EXERCISE REQUIREMENTS: Pull every line of the entries that has the word "ApiError".

(DATA SHOWN)

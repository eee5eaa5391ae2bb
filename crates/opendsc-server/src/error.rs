//! API error rendering
//!
//! Every handler returns `Result<_, ApiError>`; the error kind picks the
//! status code and the body is always `{code, message, details?}`.

use axum::http::StatusCode;
use axum::response::{IntoResponse, Response};
use axum::Json;
use serde_json::json;

use opendsc_core::Error;

/// Wrapper turning the shared error kinds into HTTP responses
#[derive(Debug)]
pub struct ApiError(pub Error);

impl ApiError {
    fn status_and_code(&self) -> (StatusCode, &'static str) {
        match &self.0 {
            Error::Validation(_) | Error::Parse { .. } => (StatusCode::BAD_REQUEST, "validation"),
            Error::Unauthorized(_) => (StatusCode::UNAUTHORIZED, "unauthenticated"),
            Error::Forbidden(_) => (StatusCode::FORBIDDEN, "forbidden"),
            Error::NotFound(_) => (StatusCode::NOT_FOUND, "not_found"),
            Error::Conflict(_) => (StatusCode::CONFLICT, "conflict"),
            Error::Archived(_) => (StatusCode::GONE, "archived"),
            Error::SemVerViolation(_) => (StatusCode::UNPROCESSABLE_ENTITY, "semver_violation"),
            Error::Integrity(_) => (StatusCode::INTERNAL_SERVER_ERROR, "integrity"),
            Error::Cancelled(_) => (StatusCode::INTERNAL_SERVER_ERROR, "cancelled"),
            Error::TransientIo(_) | Error::Io(_) | Error::ChildExecution(_) | Error::Json(_) => {
                (StatusCode::INTERNAL_SERVER_ERROR, "internal")
            }
        }
    }
}

impl IntoResponse for ApiError {
    fn into_response(self) -> Response {
        let (status, code) = self.status_and_code();

        if status.is_server_error() {
            tracing::error!(error = %self.0, "request failed");
        }

        let details = match &self.0 {
            Error::Parse { source_tag, offset, .. } => {
                Some(json!({"source": source_tag, "offset": offset}))
            }
            _ => None,
        };

        let mut body = json!({
            "code": code,
            "message": self.0.to_string(),
        });
        if let Some(details) = details {
            body["details"] = details;
        }

        (status, Json(body)).into_response()
    }
}

impl From<Error> for ApiError {
    fn from(err: Error) -> Self {
        ApiError(err)
    }
}

/// Result alias for handlers
pub type ApiResult<T> = Result<T, ApiError>;

#[cfg(test)]
mod tests {
    use super::*;

    #[test]
    fn test_status_mapping() {
        let cases = [
            (Error::Validation("x".into()), StatusCode::BAD_REQUEST),
            (Error::Unauthorized("x".into()), StatusCode::UNAUTHORIZED),
            (Error::Forbidden("x".into()), StatusCode::FORBIDDEN),
            (Error::NotFound("x".into()), StatusCode::NOT_FOUND),
            (Error::Conflict("x".into()), StatusCode::CONFLICT),
            (Error::Archived("x".into()), StatusCode::GONE),
            (Error::SemVerViolation("x".into()), StatusCode::UNPROCESSABLE_ENTITY),
            (Error::Integrity("x".into()), StatusCode::INTERNAL_SERVER_ERROR),
        ];
        for (err, expected) in cases {
            assert_eq!(ApiError(err).status_and_code().0, expected);
        }
    }
}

(End DATA SHOWN)

RESPONSE:
//! Every handler returns `Result<_, ApiError>`; the error kind picks the
pub struct ApiError(pub Error);
impl ApiError {
impl IntoResponse for ApiError {
impl From<Error> for ApiError {
        ApiError(err)
pub type ApiResult<T> = Result<T, ApiError>;
            assert_eq!(ApiError(err).status_and_code().0, expected);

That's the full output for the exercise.